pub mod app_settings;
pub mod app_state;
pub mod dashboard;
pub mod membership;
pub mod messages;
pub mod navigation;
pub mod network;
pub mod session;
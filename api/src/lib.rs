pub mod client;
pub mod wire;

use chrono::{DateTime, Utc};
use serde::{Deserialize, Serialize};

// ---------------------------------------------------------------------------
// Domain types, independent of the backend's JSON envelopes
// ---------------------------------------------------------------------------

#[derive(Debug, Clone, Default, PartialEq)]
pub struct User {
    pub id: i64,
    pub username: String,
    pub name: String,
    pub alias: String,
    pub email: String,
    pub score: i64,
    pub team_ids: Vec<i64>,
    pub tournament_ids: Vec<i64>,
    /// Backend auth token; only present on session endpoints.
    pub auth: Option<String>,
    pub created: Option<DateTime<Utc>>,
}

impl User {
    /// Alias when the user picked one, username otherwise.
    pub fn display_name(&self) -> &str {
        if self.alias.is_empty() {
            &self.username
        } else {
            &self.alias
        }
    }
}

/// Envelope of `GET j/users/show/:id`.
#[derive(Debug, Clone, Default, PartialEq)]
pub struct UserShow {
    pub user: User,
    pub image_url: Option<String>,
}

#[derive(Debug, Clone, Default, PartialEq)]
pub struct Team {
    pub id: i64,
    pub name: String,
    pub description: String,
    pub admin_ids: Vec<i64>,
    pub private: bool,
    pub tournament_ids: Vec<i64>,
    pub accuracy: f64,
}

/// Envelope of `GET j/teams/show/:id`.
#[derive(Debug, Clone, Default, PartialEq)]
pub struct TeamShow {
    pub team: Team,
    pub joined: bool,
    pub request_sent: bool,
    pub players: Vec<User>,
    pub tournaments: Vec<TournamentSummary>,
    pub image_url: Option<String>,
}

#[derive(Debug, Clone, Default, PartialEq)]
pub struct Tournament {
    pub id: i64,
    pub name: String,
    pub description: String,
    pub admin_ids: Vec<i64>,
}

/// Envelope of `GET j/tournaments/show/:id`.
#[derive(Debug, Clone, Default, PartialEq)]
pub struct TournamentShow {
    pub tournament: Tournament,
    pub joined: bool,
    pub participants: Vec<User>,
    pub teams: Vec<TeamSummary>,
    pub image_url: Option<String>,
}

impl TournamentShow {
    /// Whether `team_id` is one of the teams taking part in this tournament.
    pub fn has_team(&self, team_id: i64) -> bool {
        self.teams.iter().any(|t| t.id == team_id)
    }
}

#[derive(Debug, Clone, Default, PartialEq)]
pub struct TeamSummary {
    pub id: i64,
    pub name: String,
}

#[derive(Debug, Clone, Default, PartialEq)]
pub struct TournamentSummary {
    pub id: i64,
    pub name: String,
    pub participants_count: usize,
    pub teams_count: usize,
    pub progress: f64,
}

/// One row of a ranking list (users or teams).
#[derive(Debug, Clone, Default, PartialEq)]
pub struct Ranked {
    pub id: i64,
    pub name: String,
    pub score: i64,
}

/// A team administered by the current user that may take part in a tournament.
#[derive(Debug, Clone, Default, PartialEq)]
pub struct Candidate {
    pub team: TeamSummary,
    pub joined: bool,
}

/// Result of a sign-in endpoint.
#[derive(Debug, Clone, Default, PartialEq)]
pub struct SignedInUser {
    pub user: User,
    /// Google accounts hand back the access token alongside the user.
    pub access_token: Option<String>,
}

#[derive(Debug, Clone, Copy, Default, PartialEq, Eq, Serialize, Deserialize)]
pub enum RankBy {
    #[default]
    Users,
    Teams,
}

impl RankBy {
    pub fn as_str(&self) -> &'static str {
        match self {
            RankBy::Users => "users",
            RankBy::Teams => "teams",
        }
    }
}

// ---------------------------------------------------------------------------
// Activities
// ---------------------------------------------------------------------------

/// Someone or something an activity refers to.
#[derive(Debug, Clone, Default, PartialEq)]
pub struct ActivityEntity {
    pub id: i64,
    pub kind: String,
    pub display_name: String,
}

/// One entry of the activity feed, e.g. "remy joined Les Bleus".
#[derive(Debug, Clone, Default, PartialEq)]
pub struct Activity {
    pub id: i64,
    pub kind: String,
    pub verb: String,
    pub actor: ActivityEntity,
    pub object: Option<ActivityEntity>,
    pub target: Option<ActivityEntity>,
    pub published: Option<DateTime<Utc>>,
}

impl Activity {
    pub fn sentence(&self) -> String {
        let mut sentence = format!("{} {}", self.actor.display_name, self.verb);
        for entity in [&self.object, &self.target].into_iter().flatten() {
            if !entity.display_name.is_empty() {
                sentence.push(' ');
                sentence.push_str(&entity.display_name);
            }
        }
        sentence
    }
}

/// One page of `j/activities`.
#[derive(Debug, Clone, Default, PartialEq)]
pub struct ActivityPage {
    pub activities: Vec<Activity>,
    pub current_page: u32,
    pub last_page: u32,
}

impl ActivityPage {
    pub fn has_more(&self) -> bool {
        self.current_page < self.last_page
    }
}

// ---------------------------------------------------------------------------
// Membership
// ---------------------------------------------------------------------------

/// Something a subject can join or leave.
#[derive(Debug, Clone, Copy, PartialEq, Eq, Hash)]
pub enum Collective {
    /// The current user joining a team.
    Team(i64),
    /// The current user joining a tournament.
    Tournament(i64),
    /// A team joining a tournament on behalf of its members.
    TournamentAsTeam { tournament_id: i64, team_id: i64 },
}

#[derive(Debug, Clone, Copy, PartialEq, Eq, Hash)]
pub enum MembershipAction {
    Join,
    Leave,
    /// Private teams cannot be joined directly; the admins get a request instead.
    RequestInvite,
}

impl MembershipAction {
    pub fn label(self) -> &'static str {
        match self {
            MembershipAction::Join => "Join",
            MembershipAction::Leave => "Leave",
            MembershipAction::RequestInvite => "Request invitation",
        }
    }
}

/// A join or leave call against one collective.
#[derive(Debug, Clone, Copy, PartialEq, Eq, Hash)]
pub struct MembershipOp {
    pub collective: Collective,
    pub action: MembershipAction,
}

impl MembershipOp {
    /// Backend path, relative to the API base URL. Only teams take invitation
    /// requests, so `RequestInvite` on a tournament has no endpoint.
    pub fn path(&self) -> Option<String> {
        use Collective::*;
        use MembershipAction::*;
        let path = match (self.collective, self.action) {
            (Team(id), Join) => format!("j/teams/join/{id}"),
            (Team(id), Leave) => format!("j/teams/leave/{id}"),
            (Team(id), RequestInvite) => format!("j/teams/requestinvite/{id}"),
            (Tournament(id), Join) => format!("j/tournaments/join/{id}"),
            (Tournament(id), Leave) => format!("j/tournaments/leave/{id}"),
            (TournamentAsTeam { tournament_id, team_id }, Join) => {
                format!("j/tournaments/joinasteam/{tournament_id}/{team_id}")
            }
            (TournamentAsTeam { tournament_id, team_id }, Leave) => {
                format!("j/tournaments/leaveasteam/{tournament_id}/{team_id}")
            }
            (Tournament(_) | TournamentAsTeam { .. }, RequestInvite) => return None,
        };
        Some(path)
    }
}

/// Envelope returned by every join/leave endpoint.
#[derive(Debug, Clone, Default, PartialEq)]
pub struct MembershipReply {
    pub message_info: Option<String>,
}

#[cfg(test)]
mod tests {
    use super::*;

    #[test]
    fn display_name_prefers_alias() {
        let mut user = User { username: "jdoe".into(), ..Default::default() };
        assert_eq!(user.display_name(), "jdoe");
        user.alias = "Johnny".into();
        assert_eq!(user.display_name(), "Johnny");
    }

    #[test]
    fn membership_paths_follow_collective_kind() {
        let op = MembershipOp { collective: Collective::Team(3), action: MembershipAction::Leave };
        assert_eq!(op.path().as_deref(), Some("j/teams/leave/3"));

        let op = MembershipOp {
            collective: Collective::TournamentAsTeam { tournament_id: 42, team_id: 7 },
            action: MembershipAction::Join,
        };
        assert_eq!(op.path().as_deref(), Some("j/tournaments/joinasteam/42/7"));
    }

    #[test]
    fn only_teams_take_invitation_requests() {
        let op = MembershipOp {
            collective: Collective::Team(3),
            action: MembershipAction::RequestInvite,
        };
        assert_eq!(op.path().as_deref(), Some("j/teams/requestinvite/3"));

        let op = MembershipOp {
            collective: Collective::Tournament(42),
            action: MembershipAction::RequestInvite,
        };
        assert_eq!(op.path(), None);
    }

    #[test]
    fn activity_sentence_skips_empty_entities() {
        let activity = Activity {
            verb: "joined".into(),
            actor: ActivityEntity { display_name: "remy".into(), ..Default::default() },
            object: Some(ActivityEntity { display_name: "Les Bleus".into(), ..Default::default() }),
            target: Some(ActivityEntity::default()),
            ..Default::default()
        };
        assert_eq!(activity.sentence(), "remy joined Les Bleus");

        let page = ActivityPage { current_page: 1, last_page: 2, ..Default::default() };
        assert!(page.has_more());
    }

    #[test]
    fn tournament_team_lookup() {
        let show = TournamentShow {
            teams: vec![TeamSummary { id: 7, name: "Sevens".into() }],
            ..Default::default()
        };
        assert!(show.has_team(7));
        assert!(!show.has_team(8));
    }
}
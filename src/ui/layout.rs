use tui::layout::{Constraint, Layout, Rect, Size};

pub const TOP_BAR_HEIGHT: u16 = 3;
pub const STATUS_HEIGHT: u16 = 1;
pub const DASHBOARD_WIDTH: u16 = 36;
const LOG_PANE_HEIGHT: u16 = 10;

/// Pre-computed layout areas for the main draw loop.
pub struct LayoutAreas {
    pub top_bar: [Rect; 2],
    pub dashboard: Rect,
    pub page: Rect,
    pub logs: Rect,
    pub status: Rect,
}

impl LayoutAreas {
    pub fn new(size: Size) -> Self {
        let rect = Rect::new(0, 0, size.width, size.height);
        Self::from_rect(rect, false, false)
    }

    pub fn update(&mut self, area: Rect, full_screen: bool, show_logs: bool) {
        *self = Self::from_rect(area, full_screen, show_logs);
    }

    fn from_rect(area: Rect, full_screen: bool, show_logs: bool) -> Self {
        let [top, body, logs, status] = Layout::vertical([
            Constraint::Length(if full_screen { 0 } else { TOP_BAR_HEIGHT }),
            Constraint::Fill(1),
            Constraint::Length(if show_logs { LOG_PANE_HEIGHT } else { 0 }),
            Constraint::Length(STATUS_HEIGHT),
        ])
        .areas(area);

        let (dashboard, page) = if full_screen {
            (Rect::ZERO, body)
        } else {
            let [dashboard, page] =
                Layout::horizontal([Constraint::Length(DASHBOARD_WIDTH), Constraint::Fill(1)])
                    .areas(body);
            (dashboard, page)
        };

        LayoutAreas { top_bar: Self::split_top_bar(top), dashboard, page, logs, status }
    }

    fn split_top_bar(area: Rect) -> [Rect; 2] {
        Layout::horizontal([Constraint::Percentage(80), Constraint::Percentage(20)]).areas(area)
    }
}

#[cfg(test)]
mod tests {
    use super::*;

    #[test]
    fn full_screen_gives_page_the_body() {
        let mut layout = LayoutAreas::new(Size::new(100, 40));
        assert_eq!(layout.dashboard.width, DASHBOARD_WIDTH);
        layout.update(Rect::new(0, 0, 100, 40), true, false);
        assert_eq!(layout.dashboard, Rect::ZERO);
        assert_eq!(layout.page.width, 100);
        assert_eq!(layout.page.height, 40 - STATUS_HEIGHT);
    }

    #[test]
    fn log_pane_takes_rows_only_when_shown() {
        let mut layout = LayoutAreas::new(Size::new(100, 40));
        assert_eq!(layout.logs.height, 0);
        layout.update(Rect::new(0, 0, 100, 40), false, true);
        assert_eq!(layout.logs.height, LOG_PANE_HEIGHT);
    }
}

....................

**Task brief:** The number of lines containing "update" is all that is wanted; tally them in the data.

**Task answer:** 3